Seguramente habrá algunos militantes
de los que mantienen vivo el Peronómetro, que criticarán la presencia de Darío
en el cementerio y homenajeando a su enemigo político, Manuel Quindimil. Omar
López puede ser uno de ellos, sin embargo no era de los preferidos de Manolo.

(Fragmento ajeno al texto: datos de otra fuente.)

//! Shared Diesel and pool error mapping for the repositories.

use diesel::result::{DatabaseErrorKind, Error as DieselError};
use tracing::debug;

use super::pool::PoolError;

/// Map a pool failure through the repository's connection constructor.
pub(crate) fn map_basic_pool_error<E, C>(error: PoolError, connection: C) -> E
where
    C: FnOnce(String) -> E,
{
    let message = match error {
        PoolError::Checkout { message } | PoolError::Build { message } => message,
    };
    connection(message)
}

/// Whether `error` is a unique-constraint violation.
pub(crate) fn is_unique_violation(error: &DieselError) -> bool {
    matches!(
        error,
        DieselError::DatabaseError(DatabaseErrorKind::UniqueViolation, _)
    )
}

/// Map remaining Diesel failures to query or connection errors.
///
/// Only the error kind reaches the message; driver text stays in the debug
/// log since it can quote row values.
pub(crate) fn map_basic_diesel_error<E, Q, C>(error: DieselError, query: Q, connection: C) -> E
where
    Q: FnOnce(&'static str) -> E,
    C: FnOnce(&'static str) -> E,
{
    match &error {
        DieselError::DatabaseError(kind, info) => {
            debug!(?kind, message = info.message(), "diesel operation failed");
        }
        other => debug!(error = %other, "diesel operation failed"),
    }

    match error {
        DieselError::NotFound => query("record not found"),
        DieselError::QueryBuilderError(_) => query("database query error"),
        DieselError::DatabaseError(DatabaseErrorKind::ClosedConnection, _) => {
            connection("database connection error")
        }
        DieselError::DatabaseError(DatabaseErrorKind::UniqueViolation, _) => {
            query("unique constraint violated")
        }
        _ => query("database error"),
    }
}
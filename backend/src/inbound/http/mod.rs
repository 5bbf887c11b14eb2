//! HTTP inbound adapter exposing the REST API under `/api/v1`.

use actix_web::web;

pub mod auth;
pub mod error;
pub mod payload;
pub mod request_context;
pub mod session;
pub mod session_config;
pub mod settings;
pub mod state;
#[cfg(test)]
pub mod test_utils;
pub mod users;

pub use error::ApiResult;

/// Largest accepted JSON body.
const JSON_LIMIT_BYTES: usize = 16 * 1024;

/// JSON extractor settings shared by every endpoint.
pub fn json_config() -> web::JsonConfig {
    web::JsonConfig::default()
        .limit(JSON_LIMIT_BYTES)
        .error_handler(error::json_payload_error)
}

/// Query extractor settings shared by every endpoint.
pub fn query_config() -> web::QueryConfig {
    web::QueryConfig::default().error_handler(error::query_payload_error)
}

/// Raw body limit for handlers that decode after authorisation.
pub fn payload_config() -> web::PayloadConfig {
    web::PayloadConfig::new(JSON_LIMIT_BYTES)
}

/// Register every API handler on `cfg`.
///
/// The caller mounts this inside a scope that carries the session
/// middleware, normally `/api/v1`.
pub fn configure(cfg: &mut web::ServiceConfig) {
    cfg.app_data(json_config())
        .app_data(query_config())
        .app_data(payload_config())
        .service(auth::login)
        .service(auth::logout)
        .service(auth::confirm_password)
        .service(auth::forgot_password)
        .service(auth::reset_password)
        .service(users::list_users)
        .service(users::create_user)
        .service(users::update_user)
        .service(users::delete_user)
        .service(settings::get_profile)
        .service(settings::update_profile)
        .service(settings::change_password)
        .service(settings::delete_account);
}
//! Shared builders for domain unit tests.

use std::sync::{Arc, Mutex};

use async_trait::async_trait;
use chrono::{DateTime, Local, TimeZone, Utc};
use mockable::Clock;

use crate::domain::ports::{AuditSink, AuditSinkError, PasswordHashError, PasswordHasher};
use crate::domain::{
    AuditLogger, AuditRecord, PasswordHash, PasswordRules, PasswordToolkit, Role, User, UserId,
};

pub(crate) fn fixture_timestamp() -> DateTime<Utc> {
    Utc.with_ymd_and_hms(2025, 3, 14, 9, 30, 0)
        .single()
        .expect("valid fixture timestamp")
}

struct FixtureClock {
    utc_now: DateTime<Utc>,
}

impl Clock for FixtureClock {
    fn local(&self) -> DateTime<Local> {
        self.utc_now.with_timezone(&Local)
    }

    fn utc(&self) -> DateTime<Utc> {
        self.utc_now
    }
}

pub(crate) fn fixed_clock() -> Arc<dyn Clock> {
    Arc::new(FixtureClock {
        utc_now: fixture_timestamp(),
    })
}

pub(crate) fn clock_at(utc_now: DateTime<Utc>) -> Arc<dyn Clock> {
    Arc::new(FixtureClock { utc_now })
}

/// A stored user whose password hash is `"plain:<email>"`.
pub(crate) fn user_with_role(email: &str, role: Role) -> User {
    User {
        id: UserId::random(),
        name: email.split('@').next().unwrap_or(email).to_owned(),
        email: email.to_owned(),
        role,
        email_verified_at: Some(fixture_timestamp()),
        password_hash: PasswordHash::new(format!("plain:{email}")),
        created_at: fixture_timestamp(),
        updated_at: fixture_timestamp(),
    }
}

/// Reversible stand-in for a real hasher: `hash(p) == "plain:" + p`.
pub(crate) struct PlainHasher;

impl PasswordHasher for PlainHasher {
    fn hash(&self, plaintext: &str) -> Result<PasswordHash, PasswordHashError> {
        Ok(PasswordHash::new(format!("plain:{plaintext}")))
    }

    fn verify(&self, plaintext: &str, hash: &PasswordHash) -> Result<bool, PasswordHashError> {
        Ok(hash.as_str() == format!("plain:{plaintext}"))
    }
}

pub(crate) fn plain_toolkit() -> PasswordToolkit {
    PasswordToolkit::new(Arc::new(PlainHasher), Arc::new(PasswordRules::default()))
}

/// Audit sink that keeps every record for later assertions.
#[derive(Default, Clone)]
pub(crate) struct RecordingSink {
    records: Arc<Mutex<Vec<AuditRecord>>>,
}

impl RecordingSink {
    pub(crate) fn records(&self) -> Vec<AuditRecord> {
        self.records.lock().expect("sink mutex").clone()
    }
}

#[async_trait]
impl AuditSink for RecordingSink {
    async fn append(&self, record: &AuditRecord) -> Result<(), AuditSinkError> {
        self.records.lock().expect("sink mutex").push(record.clone());
        Ok(())
    }
}

pub(crate) fn recording_logger() -> (AuditLogger, RecordingSink) {
    let sink = RecordingSink::default();
    let logger = AuditLogger::new(Arc::new(sink.clone()), fixed_clock());
    (logger, sink)
}
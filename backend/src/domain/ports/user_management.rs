//! Driving port for admin user management.
//!
//! Inbound adapters hand over raw, unvalidated fields; the implementation
//! owns authorization, validation, persistence and auditing.

use std::fmt;

use async_trait::async_trait;

use crate::domain::{Error, RequestContext, User};

use super::UserPage;

/// Raw `page` / `perPage` values from a list request.
#[derive(Debug, Clone, Default, PartialEq, Eq)]
pub struct ListUsersQuery {
    /// One-based page index.
    pub page: Option<String>,
    /// Records per page.
    pub per_page: Option<String>,
}

/// Raw fields submitted to create or update a user.
///
/// On update an absent or empty `password` keeps the stored hash.
#[derive(Clone, Default, PartialEq, Eq)]
pub struct UserForm {
    /// Display name.
    pub name: Option<String>,
    /// Email address.
    pub email: Option<String>,
    /// New plaintext password.
    pub password: Option<String>,
    /// Role name, `admin` or `user`.
    pub role: Option<String>,
}

impl fmt::Debug for UserForm {
    fn fmt(&self, f: &mut fmt::Formatter<'_>) -> fmt::Result {
        f.debug_struct("UserForm")
            .field("name", &self.name)
            .field("email", &self.email)
            .field("password", &self.password.as_ref().map(|_| "<redacted>"))
            .field("role", &self.role)
            .finish()
    }
}

/// Admin operations over other users' accounts.
///
/// Every operation checks the actor's role before anything else, so
/// non-admins learn nothing about targets or input validity. `target_id`
/// is the raw identifier from the request path; one that does not name a
/// stored record yields `not_found`.
#[cfg_attr(test, mockall::automock)]
#[async_trait]
pub trait UserManagement: Send + Sync {
    /// One page of users, newest first.
    async fn list_users(&self, actor: &User, query: ListUsersQuery) -> Result<UserPage, Error>;

    /// Create a user and audit the creation.
    async fn create_user(
        &self,
        actor: &User,
        form: UserForm,
        context: &RequestContext,
    ) -> Result<User, Error>;

    /// Update a user and audit the field changes.
    async fn update_user(
        &self,
        actor: &User,
        target_id: &str,
        form: UserForm,
        context: &RequestContext,
    ) -> Result<User, Error>;

    /// Audit then delete a user other than the actor.
    async fn delete_user(
        &self,
        actor: &User,
        target_id: &str,
        context: &RequestContext,
    ) -> Result<(), Error>;
}
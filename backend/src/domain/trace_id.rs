//! Request correlation identifier held in task-local storage.
//!
//! The HTTP `Trace` middleware opens a scope per request; domain errors and
//! audit failures read the identifier back through [`TraceId::current`].
//! Task-locals do not follow `tokio::spawn` or `spawn_blocking`, so work moved
//! off the request task must re-enter the scope with [`TraceId::scope`].

use std::future::Future;

use tokio::task_local;
use uuid::Uuid;

task_local! {
    static TRACE_ID: TraceId;
}

/// Correlation identifier for one inbound request.
///
/// # Examples
/// ```
/// use accounts::domain::TraceId;
///
/// assert!(TraceId::current().is_none());
/// ```
#[derive(Debug, Clone, Copy, PartialEq, Eq, Hash)]
pub struct TraceId(Uuid);

impl TraceId {
    /// Generate a fresh random identifier.
    #[must_use]
    pub fn generate() -> Self {
        Self(Uuid::new_v4())
    }

    /// Wrap an existing UUID.
    #[must_use]
    pub fn from_uuid(uuid: Uuid) -> Self {
        Self(uuid)
    }

    /// The identifier of the enclosing scope, if any.
    #[must_use]
    pub fn current() -> Option<Self> {
        TRACE_ID.try_with(|id| *id).ok()
    }

    /// Borrow the wrapped UUID.
    #[must_use]
    pub fn as_uuid(&self) -> &Uuid {
        &self.0
    }

    /// Run `fut` with `trace_id` installed as the current identifier.
    pub async fn scope<Fut>(trace_id: TraceId, fut: Fut) -> Fut::Output
    where
        Fut: Future,
    {
        TRACE_ID.scope(trace_id, fut).await
    }
}

impl std::fmt::Display for TraceId {
    fn fmt(&self, f: &mut std::fmt::Formatter<'_>) -> std::fmt::Result {
        self.0.fmt(f)
    }
}

impl std::str::FromStr for TraceId {
    type Err = uuid::Error;

    fn from_str(s: &str) -> Result<Self, Self::Err> {
        Uuid::parse_str(s).map(Self)
    }
}
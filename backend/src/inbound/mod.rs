//! Inbound adapters translating external requests into domain port calls.
//!
//! HTTP is the only transport; framework details stay inside [`http`].

pub mod http;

La negociación del caudal de votos que consiguió (y entregó) en la última
elección puede explicarlo. Como lo explica el distanciamiento de sus allegados
(salvo Ricardito y Luis a quienes debe haber adoptado). Quindimil era el hombre
a derrotar, porque era y fue el hombre fuerte y respetado del distrito. Un
mérito que se ganó con coraje y presencia, ¿Quién puede dudarlo? Manolo, dicen
los más cercanos, se murió de tristeza después de perder su lugar en el mundo,
su sillón de intendente. Se entregó a esa enfermedad maldita que lo consumió en
días, pero hay que reconocerle que se mantuvo firme hasta el último día, aquel
día en que veinte personas lo despidieron cuando abandonó el palacio municipal
por última vez. Allí estuvo Mónica Berutti (a pesar de la categoría 16 con que
le pagó el viejo por su lealtad). Allí estaban Bodelo y Ávila, fieles al amigo
y algunos empleados que lloraron al cacique que se iba. Poco, muy poco para
mantener como imagen en la memoria de un cronista que fue “maldito” y, sin
embargo, se reconcilió con el viejo cuando lo vio, solo y abatido, caminando
por la plaza de Lanús, sin laderos ni chupamedias y se acercó a saludarlo y
recibió el saludo cordial del hombre que lo demonizó. Cosas de la política.
Quien no entienda esto, no puede entender por que razón, Darío lo fue a
homenajear. Celebro el gesto como celebré aquella despedida de Balbín a Perón.
Por la magnitud que tiene el reconocimiento de la estatura de un hombre de
escasa preparación intelectual, pero con un inmenso caudal de coraje y energía,
y la sabiduría para perpetuarse en el poder y ser indiscutido líder de masas.
Se murió un 20 de Diciembre y, desde entonces, nadie olvidó su testamento y su
palabra. Algo bueno debe haber dejado.